Disable inlining of custom `io::Error` destructor by kotauskas · Pull Request #149146 · rust-lang/rust

kotauskas · 2025-11-20T12:55:38Z

Inlining the destructor of ErrorData (which currently gets inlined through the destructor of the packed Repr) is in no way helpful in real programs, as the source of the error will not be inlined, so there will not be any match assumptions to gain. The cost, meanwhile, is a code size increase by a factor of up to 5.4 in the case of dropping multiple io::Results in the same function. Accordingly, this disables the inlining to avoid unhelpful code bloat in opt-level = 3 programs.

The destructor of ErrorData on 32-bit platforms might be suffering from the same problem, but fixing that would require some sort of annotation that puts #[inline(never)] on the compiler-generated part of the destructor.

rustbot · 2025-11-20T12:55:43Z

r? @tgross35

rustbot has assigned @tgross35.
They will have a look at your PR within the next two weeks and either review your PR or reassign to another reviewer.

Use r? to explicitly pick a reviewer

joboet · 2025-11-20T15:21:49Z

I don't think preventing inlining of the whole function is a good idea. For cases where the compiler knows the error variant, inlining allows removing the entire destructor. I think it'd be better to prevent inlining the destructor of the custom variant, which is the only one that actually needs destruction.

kotauskas · 2025-11-20T19:16:23Z

For cases where the compiler knows the error variant, inlining allows removing the entire destructor.

Those are highly unlikely to occur on hot paths in real programs: the construction point of the error would have to get inlined into the destruction point. It's most certainly not worth inlining the branches (which still worsen the code size, albeit not as much as inlining the destructor) into every io::Error destruction point in hopes that a handful of them will be slightly faster in the particular case of someone having stubbed out a bunch of functions that return io::Result with ones that always return Err(io::Error::from(io::ErrorKind::Unsupported)).

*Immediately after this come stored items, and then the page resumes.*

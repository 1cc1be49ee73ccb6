//! A `nom`-based parser for the selector expression language.

use super::ast::*;
use crate::error::XPathError;
use nom::{
    IResult, Parser,
    branch::alt,
    bytes::complete::{tag, tag_no_case, take_while, take_while1},
    character::complete::{char, multispace0, satisfy},
    combinator::{map, map_res, not, opt, peek, recognize},
    multi::{many0, separated_list0},
    number::complete::double,
    sequence::{delimited, pair, preceded, terminated},
};

// --- Main Public Parser ---

pub fn parse_expression(input: &str) -> Result<Expression, XPathError> {
    let trimmed = input.trim();
    if trimmed.is_empty() {
        return Err(XPathError::Empty);
    }
    match expression(trimmed) {
        Ok(("", expr)) => Ok(expr),
        Ok((rem, _)) => Err(XPathError::XPathParse(
            input.to_string(),
            format!("Parser did not consume all input. Remainder: '{}'", rem),
        )),
        Err(e) => Err(XPathError::XPathParse(input.to_string(), e.to_string())),
    }
}

// --- Combinators & Helpers ---

fn ws<'a, F, O, E>(inner: F) -> impl Parser<&'a str, Output = O, Error = E>
where
    F: Parser<&'a str, Output = O, Error = E>,
    E: nom::error::ParseError<&'a str>,
{
    delimited(multispace0, inner, multispace0)
}

fn is_name_start(c: char) -> bool {
    c.is_alphabetic() || c == '_'
}

fn is_name_char(c: char) -> bool {
    c.is_alphanumeric() || c == '_' || c == '-' || c == '.'
}

/// A keyword operator (`and`, `div`, ...) must not run into a following name.
fn keyword<'a>(word: &'static str) -> impl Parser<&'a str, Output = &'a str, Error = nom::error::Error<&'a str>> {
    terminated(tag_no_case(word), not(satisfy(is_name_char)))
}

/// Folds `operand (op operand)*` into a left-associative tree, using `build`
/// to create the node for this precedence level.
fn binary_level<'a, O, F, G>(
    operand: F,
    operator: G,
    build: fn(O, Expression, Expression) -> Expression,
) -> impl FnMut(&'a str) -> IResult<&'a str, Expression>
where
    F: Parser<&'a str, Output = Expression, Error = nom::error::Error<&'a str>> + Clone,
    G: Parser<&'a str, Output = O, Error = nom::error::Error<&'a str>> + Clone,
{
    move |input: &'a str| {
        let (input, mut left) = operand.clone().parse(input)?;
        let (input, remainder) =
            many0(pair(ws(operator.clone()), operand.clone())).parse(input)?;

        for (op, right) in remainder {
            left = build(op, left, right);
        }
        Ok((input, left))
    }
}

fn logical(op: LogicalOperator, left: Expression, right: Expression) -> Expression {
    Expression::Logical {
        op,
        left: Box::new(left),
        right: Box::new(right),
    }
}

fn equality(op: EqualityOperator, left: Expression, right: Expression) -> Expression {
    Expression::Equality {
        op,
        left: Box::new(left),
        right: Box::new(right),
    }
}

fn relational(op: RelationalOperator, left: Expression, right: Expression) -> Expression {
    Expression::Relational {
        op,
        left: Box::new(left),
        right: Box::new(right),
    }
}

fn arithmetic(op: ArithmeticOperator, left: Expression, right: Expression) -> Expression {
    Expression::Arithmetic {
        op,
        left: Box::new(left),
        right: Box::new(right),
    }
}

fn union(_: (), left: Expression, right: Expression) -> Expression {
    Expression::Union {
        left: Box::new(left),
        right: Box::new(right),
    }
}

// --- Expression Parsers (in order of precedence) ---

fn expression(input: &str) -> IResult<&str, Expression> {
    or_expr(input)
}

fn or_op(input: &str) -> IResult<&str, LogicalOperator> {
    map(keyword("or"), |_| LogicalOperator::Or).parse(input)
}

fn and_op(input: &str) -> IResult<&str, LogicalOperator> {
    map(keyword("and"), |_| LogicalOperator::And).parse(input)
}

fn equality_op(input: &str) -> IResult<&str, EqualityOperator> {
    alt((
        map(tag("="), |_| EqualityOperator::Equals),
        map(tag("!="), |_| EqualityOperator::NotEquals),
    ))
    .parse(input)
}

fn relational_op(input: &str) -> IResult<&str, RelationalOperator> {
    alt((
        map(tag("<="), |_| RelationalOperator::LessThanOrEqual),
        map(tag("&lt;="), |_| RelationalOperator::LessThanOrEqual),
        map(tag(">="), |_| RelationalOperator::GreaterThanOrEqual),
        map(tag("&gt;="), |_| RelationalOperator::GreaterThanOrEqual),
        map(tag("<"), |_| RelationalOperator::LessThan),
        map(tag("&lt;"), |_| RelationalOperator::LessThan),
        map(tag(">"), |_| RelationalOperator::GreaterThan),
        map(tag("&gt;"), |_| RelationalOperator::GreaterThan),
    ))
    .parse(input)
}

fn additive_op(input: &str) -> IResult<&str, ArithmeticOperator> {
    alt((
        map(char('+'), |_| ArithmeticOperator::Plus),
        map(char('-'), |_| ArithmeticOperator::Minus),
    ))
    .parse(input)
}

fn multiplicative_op(input: &str) -> IResult<&str, ArithmeticOperator> {
    alt((
        map(char('*'), |_| ArithmeticOperator::Multiply),
        map(keyword("div"), |_| ArithmeticOperator::Divide),
        map(keyword("mod"), |_| ArithmeticOperator::Modulo),
    ))
    .parse(input)
}

fn union_op(input: &str) -> IResult<&str, ()> {
    map(char('|'), |_| ()).parse(input)
}

fn or_expr(input: &str) -> IResult<&str, Expression> {
    binary_level(and_expr, or_op, logical)(input)
}

fn and_expr(input: &str) -> IResult<&str, Expression> {
    binary_level(equality_expr, and_op, logical)(input)
}

fn equality_expr(input: &str) -> IResult<&str, Expression> {
    binary_level(relational_expr, equality_op, equality)(input)
}

fn relational_expr(input: &str) -> IResult<&str, Expression> {
    binary_level(additive_expr, relational_op, relational)(input)
}

fn additive_expr(input: &str) -> IResult<&str, Expression> {
    binary_level(multiplicative_expr, additive_op, arithmetic)(input)
}

fn multiplicative_expr(input: &str) -> IResult<&str, Expression> {
    binary_level(unary_expr, multiplicative_op, arithmetic)(input)
}

fn unary_expr(input: &str) -> IResult<&str, Expression> {
    let (i, neg_op) = opt(ws(char('-'))).parse(input)?;
    let (i, expr) = union_expr(i)?;

    if neg_op.is_some() {
        Ok((i, Expression::Negate(Box::new(expr))))
    } else {
        Ok((i, expr))
    }
}

fn union_expr(input: &str) -> IResult<&str, Expression> {
    binary_level(path_expr, union_op, union)(input)
}

/// Primary expressions are tried first: a function call like `last()` would
/// otherwise be taken for a step named `last`.
fn path_expr(input: &str) -> IResult<&str, Expression> {
    alt((primary_expr, map(location_path, Expression::Path))).parse(input)
}

fn primary_expr(input: &str) -> IResult<&str, Expression> {
    ws(alt((
        variable_reference,
        map(number, Expression::Number),
        map(string_literal, Expression::Literal),
        function_call,
        delimited(ws(char('(')), expression, ws(char(')'))),
    )))
    .parse(input)
}

// --- Literal Parsers ---

/// A number starts with a digit or `.`, so `inf`, `nan` and signs are left
/// to the name and unary parsers.
fn number(input: &str) -> IResult<&str, f64> {
    map_res(
        preceded(peek(satisfy(|c| c.is_ascii_digit() || c == '.')), double),
        |n: f64| if n.is_finite() { Ok(n) } else { Err("number out of range") },
    )
    .parse(input)
}

fn string_literal(input: &str) -> IResult<&str, String> {
    map(
        alt((
            delimited(char('\''), take_while(|c| c != '\''), char('\'')),
            delimited(char('"'), take_while(|c| c != '"'), char('"')),
        )),
        |s: &str| s.to_string(),
    )
    .parse(input)
}

fn variable_reference(input: &str) -> IResult<&str, Expression> {
    map(preceded(char('$'), q_name), Expression::Variable).parse(input)
}

// --- Name and NodeTest Parsers ---

fn nc_name(input: &str) -> IResult<&str, &str> {
    recognize(pair(take_while1(is_name_start), take_while(is_name_char))).parse(input)
}

fn q_name(input: &str) -> IResult<&str, String> {
    map(
        recognize(pair(nc_name, opt(pair(tag(":"), nc_name)))),
        |s: &str| s.to_string(),
    )
    .parse(input)
}

fn node_type_test(input: &str) -> IResult<&str, NodeTest> {
    map(
        terminated(
            alt((
                tag("text"),
                tag("node"),
                tag("comment"),
                tag("processing-instruction"),
            )),
            pair(ws(char('(')), char(')')),
        ),
        |node_type: &str| match node_type {
            "text" => NodeTest::NodeType(NodeTypeTest::Text),
            "comment" => NodeTest::NodeType(NodeTypeTest::Comment),
            "processing-instruction" => NodeTest::NodeType(NodeTypeTest::ProcessingInstruction),
            _ => NodeTest::NodeType(NodeTypeTest::Node),
        },
    )
    .parse(input)
}

pub fn node_test(input: &str) -> IResult<&str, NodeTest> {
    alt((
        map(tag("*"), |_| NodeTest::Wildcard),
        node_type_test,
        map(q_name, NodeTest::Name),
    ))
    .parse(input)
}

// --- Path Parsers ---

fn axis(input: &str) -> IResult<&str, Axis> {
    map(
        terminated(
            alt((
                tag("child"),
                tag("descendant-or-self"),
                tag("descendant"),
                tag("attribute"),
                tag("parent"),
                tag("ancestor-or-self"),
                tag("ancestor"),
                tag("self"),
                tag("following-sibling"),
                tag("preceding-sibling"),
                tag("following"),
                tag("preceding"),
            )),
            tag("::"),
        ),
        |axis_str: &str| match axis_str {
            "descendant-or-self" => Axis::DescendantOrSelf,
            "descendant" => Axis::Descendant,
            "attribute" => Axis::Attribute,
            "parent" => Axis::Parent,
            "ancestor-or-self" => Axis::AncestorOrSelf,
            "ancestor" => Axis::Ancestor,
            "self" => Axis::SelfAxis,
            "following-sibling" => Axis::FollowingSibling,
            "preceding-sibling" => Axis::PrecedingSibling,
            "following" => Axis::Following,
            "preceding" => Axis::Preceding,
            _ => Axis::Child,
        },
    )
    .parse(input)
}

fn predicate(input: &str) -> IResult<&str, Expression> {
    delimited(ws(char('[')), expression, ws(char(']'))).parse(input)
}

fn step(input: &str) -> IResult<&str, Step> {
    let (i, (axis, node_test)) = alt((
        map(tag(".."), |_| {
            (Axis::Parent, NodeTest::NodeType(NodeTypeTest::Node))
        }),
        map(tag("."), |_| {
            (Axis::SelfAxis, NodeTest::NodeType(NodeTypeTest::Node))
        }),
        map(preceded(char('@'), node_test), |nt| (Axis::Attribute, nt)),
        map(pair(opt(axis), node_test), |(ax, nt)| {
            (ax.unwrap_or(Axis::Child), nt)
        }),
    ))
    .parse(input)?;
    let (i, predicates) = many0(predicate).parse(i)?;
    Ok((
        i,
        Step {
            axis,
            node_test,
            predicates,
        },
    ))
}

fn location_path(input: &str) -> IResult<&str, LocationPath> {
    let (i, (is_absolute, mut steps)) =
        if let Ok((rem, _)) = tag::<&str, &str, nom::error::Error<&str>>("//").parse(input) {
            let (rem, first_step) = step(rem)?;
            (rem, (true, vec![Step::descendant_or_self(), first_step]))
        } else if let Ok((rem, _)) = tag::<&str, &str, nom::error::Error<&str>>("/").parse(input)
        {
            match step(rem) {
                Ok((rem, first_step)) => (rem, (true, vec![first_step])),
                // The document root on its own: "/"
                Err(_) => (rem, (true, vec![])),
            }
        } else {
            let (rem, first_step) = step(input)?;
            (rem, (false, vec![first_step]))
        };

    // After the first step, subsequent steps MUST be preceded by / or //.
    let (i, remainder) = many0(pair(alt((tag("//"), tag("/"))), step)).parse(i)?;

    for (sep, next_step) in remainder {
        if sep == "//" {
            steps.push(Step::descendant_or_self());
        }
        steps.push(next_step);
    }

    Ok((i, LocationPath { is_absolute, steps }))
}

fn function_call(input: &str) -> IResult<&str, Expression> {
    // A QName only starts a function call when '(' follows; `foo` in `foo/bar` is a step.
    let (i, name) = q_name(input)?;
    let (i, _) = peek(ws(char('('))).parse(i)?;

    // Node-type tests like text() are handled by the step parser.
    if name == "text" || name == "node" || name == "comment" || name == "processing-instruction" {
        return Err(nom::Err::Error(nom::error::Error::new(
            input,
            nom::error::ErrorKind::Verify,
        )));
    }

    let (i, _) = multispace0(i)?;
    let (i, args) = delimited(
        char('('),
        separated_list0(ws(char(',')), expression),
        ws(char(')')),
    )
    .parse(i)?;

    Ok((i, Expression::FunctionCall { name, args }))
}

Especially the fact that this only happens when stubbing on #[cfg] makes it very unlikely for the destructor elision made possible by inlining the branches to yield meaningful improvements.

tgross35 · 2025-11-21T01:53:38Z

We can at least
@bors2 try @rust-timer queue

Is only removing #[inline] without forbidding it sufficient enough to do anything here?

Disable inlining of packed `io::Error` destructor

rust-bors · 2025-11-21T04:10:31Z

☀️ Try build successful (CI)
Build commit: 07c4fb2 (07c4fb26dcf5a66012bc0079769c55cae7a6a00a, parent: 5f7653df82f7076960d5760830554c98f4cab215)

rust-timer · 2025-11-21T05:30:16Z

Finished benchmarking commit (07c4fb2): comparison URL.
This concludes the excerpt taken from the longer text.